SOURCE DATA -

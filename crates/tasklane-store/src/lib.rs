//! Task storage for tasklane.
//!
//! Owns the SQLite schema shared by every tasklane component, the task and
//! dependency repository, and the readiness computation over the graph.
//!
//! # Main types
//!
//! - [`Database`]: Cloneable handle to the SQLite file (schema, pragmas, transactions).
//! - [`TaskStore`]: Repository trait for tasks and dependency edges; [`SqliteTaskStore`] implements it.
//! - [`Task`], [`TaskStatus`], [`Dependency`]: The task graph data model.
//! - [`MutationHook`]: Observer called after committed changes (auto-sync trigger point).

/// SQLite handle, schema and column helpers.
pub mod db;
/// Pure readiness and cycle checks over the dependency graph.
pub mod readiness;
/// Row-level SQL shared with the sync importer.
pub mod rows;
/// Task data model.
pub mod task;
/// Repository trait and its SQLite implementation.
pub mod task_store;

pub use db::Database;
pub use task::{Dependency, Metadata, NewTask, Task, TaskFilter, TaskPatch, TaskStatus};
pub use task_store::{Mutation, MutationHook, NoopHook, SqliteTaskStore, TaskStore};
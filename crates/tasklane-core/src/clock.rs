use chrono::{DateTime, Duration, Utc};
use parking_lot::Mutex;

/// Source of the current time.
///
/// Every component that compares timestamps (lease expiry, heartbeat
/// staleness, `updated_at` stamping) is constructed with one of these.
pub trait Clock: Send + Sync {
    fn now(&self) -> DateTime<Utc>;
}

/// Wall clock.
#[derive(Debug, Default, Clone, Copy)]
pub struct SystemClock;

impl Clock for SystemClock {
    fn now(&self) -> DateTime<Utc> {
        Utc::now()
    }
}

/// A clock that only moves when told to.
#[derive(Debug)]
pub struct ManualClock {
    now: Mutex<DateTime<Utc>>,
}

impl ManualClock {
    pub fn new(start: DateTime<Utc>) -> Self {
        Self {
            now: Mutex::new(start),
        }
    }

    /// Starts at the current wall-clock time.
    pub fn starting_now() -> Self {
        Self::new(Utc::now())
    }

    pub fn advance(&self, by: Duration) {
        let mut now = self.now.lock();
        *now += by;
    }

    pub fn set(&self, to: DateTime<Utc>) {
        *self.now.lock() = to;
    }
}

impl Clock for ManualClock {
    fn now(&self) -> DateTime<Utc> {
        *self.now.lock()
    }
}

...

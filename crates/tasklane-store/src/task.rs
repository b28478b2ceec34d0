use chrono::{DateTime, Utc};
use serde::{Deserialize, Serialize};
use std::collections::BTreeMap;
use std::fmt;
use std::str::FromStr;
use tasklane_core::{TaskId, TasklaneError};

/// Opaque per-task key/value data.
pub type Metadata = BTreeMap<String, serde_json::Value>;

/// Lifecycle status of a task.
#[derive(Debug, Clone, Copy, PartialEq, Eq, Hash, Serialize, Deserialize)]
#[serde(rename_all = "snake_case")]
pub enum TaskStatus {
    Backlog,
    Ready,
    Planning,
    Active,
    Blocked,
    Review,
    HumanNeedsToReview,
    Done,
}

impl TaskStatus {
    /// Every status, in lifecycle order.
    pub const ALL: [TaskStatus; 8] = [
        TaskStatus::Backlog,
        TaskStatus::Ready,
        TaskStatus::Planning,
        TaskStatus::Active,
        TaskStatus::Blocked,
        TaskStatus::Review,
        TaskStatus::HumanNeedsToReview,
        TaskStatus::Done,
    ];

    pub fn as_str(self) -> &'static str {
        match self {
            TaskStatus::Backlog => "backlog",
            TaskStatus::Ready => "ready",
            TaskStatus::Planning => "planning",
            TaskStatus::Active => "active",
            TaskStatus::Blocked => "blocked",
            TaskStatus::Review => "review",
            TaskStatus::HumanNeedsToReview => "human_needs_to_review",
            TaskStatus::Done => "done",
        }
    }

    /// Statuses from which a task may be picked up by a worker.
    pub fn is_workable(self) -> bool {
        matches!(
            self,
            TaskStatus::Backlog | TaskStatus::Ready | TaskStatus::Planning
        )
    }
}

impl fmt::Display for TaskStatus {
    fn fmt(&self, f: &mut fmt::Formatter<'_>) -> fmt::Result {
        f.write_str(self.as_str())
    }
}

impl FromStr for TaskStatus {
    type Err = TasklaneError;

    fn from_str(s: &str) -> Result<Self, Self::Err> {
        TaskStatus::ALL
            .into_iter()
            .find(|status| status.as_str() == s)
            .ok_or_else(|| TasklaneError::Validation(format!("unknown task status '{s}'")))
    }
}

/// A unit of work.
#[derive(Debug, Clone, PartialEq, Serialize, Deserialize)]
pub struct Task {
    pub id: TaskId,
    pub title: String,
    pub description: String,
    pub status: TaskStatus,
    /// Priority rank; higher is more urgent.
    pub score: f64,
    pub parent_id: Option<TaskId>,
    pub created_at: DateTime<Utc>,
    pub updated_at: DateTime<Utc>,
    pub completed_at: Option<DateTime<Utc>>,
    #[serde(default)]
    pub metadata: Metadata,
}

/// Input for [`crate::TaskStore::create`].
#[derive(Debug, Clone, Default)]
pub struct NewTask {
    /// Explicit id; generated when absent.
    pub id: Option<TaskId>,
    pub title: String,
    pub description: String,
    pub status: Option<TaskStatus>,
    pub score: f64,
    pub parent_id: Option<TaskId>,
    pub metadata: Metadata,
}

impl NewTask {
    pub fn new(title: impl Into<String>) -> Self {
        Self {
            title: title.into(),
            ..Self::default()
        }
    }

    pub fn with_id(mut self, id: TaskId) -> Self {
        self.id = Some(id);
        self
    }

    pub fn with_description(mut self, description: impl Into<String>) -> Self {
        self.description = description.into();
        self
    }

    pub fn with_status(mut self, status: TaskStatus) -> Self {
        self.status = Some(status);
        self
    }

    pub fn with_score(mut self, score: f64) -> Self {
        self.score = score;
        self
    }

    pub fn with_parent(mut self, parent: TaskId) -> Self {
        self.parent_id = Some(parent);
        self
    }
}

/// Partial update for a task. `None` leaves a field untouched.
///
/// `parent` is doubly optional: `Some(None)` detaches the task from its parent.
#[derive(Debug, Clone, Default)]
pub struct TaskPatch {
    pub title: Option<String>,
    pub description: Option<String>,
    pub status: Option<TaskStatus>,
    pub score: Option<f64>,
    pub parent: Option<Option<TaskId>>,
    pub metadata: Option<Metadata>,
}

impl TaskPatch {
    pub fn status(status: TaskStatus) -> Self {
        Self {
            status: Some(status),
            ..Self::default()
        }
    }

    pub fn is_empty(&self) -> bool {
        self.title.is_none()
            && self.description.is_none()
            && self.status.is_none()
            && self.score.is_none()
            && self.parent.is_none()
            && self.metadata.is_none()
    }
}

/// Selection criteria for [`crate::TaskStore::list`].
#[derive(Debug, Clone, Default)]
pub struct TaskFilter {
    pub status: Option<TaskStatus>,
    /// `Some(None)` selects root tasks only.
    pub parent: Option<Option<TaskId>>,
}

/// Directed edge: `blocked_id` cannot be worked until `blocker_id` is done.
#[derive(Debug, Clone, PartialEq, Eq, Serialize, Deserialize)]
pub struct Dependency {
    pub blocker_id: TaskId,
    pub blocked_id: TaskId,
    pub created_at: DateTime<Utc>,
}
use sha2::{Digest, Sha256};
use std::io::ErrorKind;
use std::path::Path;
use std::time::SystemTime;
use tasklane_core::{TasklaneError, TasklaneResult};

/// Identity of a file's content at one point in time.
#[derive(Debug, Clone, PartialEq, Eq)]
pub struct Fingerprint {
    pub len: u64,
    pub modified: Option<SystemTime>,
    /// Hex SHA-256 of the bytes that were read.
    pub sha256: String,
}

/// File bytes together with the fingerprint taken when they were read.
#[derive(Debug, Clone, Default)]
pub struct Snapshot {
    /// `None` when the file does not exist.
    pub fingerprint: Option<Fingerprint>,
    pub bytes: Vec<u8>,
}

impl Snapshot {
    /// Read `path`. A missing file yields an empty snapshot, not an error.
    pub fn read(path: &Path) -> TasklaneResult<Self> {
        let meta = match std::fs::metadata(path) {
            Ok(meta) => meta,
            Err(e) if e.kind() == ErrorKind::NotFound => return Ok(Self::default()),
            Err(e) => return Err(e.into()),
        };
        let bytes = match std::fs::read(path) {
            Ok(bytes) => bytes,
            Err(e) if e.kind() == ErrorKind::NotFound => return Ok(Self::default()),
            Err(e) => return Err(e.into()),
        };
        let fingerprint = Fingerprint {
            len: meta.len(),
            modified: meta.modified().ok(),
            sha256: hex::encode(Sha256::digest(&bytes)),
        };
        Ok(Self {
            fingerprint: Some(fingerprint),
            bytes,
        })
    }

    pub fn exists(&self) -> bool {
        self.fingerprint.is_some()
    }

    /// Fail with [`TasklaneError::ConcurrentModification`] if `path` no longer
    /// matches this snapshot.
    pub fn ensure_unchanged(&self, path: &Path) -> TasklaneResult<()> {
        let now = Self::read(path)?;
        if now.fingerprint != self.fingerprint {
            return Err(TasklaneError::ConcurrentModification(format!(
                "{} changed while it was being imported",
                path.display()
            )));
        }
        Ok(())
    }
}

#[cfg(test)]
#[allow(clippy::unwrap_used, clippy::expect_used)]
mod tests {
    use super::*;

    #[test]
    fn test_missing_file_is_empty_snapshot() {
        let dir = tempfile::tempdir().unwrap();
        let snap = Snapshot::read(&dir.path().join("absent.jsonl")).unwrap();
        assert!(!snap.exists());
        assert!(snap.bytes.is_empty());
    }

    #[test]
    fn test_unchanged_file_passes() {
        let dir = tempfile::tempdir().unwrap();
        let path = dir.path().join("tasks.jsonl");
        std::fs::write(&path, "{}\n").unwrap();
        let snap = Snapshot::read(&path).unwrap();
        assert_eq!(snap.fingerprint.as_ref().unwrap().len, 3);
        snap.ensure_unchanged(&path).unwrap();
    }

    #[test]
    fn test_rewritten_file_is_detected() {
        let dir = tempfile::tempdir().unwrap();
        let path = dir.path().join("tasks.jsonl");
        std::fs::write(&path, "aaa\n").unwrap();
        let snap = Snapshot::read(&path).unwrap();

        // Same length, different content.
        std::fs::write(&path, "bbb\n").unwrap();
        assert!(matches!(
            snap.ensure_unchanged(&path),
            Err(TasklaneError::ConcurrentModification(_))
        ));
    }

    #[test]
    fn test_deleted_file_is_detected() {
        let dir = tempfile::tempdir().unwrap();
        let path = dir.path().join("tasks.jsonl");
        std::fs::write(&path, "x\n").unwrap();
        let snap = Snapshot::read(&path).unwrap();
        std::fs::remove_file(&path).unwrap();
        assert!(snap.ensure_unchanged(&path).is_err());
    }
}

WHAT THE TASK ASKS -
Please give an exact copy of the entries above, from the line with "filename crates/tasklane-store/src/lib.rs" down to the line with "pub mod db;", inclusive, and nothing else.

COMPLETED EXERCISE -
filename crates/tasklane-store/src/lib.rs
//! Task storage for tasklane.
//!
//! Owns the SQLite schema shared by every tasklane component, the task and
//! dependency repository, and the readiness computation over the graph.
//!
//! # Main types
//!
//! - [`Database`]: Cloneable handle to the SQLite file (schema, pragmas, transactions).
//! - [`TaskStore`]: Repository trait for tasks and dependency edges; [`SqliteTaskStore`] implements it.
//! - [`Task`], [`TaskStatus`], [`Dependency`]: The task graph data model.
//! - [`MutationHook`]: Observer called after committed changes (auto-sync trigger point).

/// SQLite handle, schema and column helpers.
pub mod db;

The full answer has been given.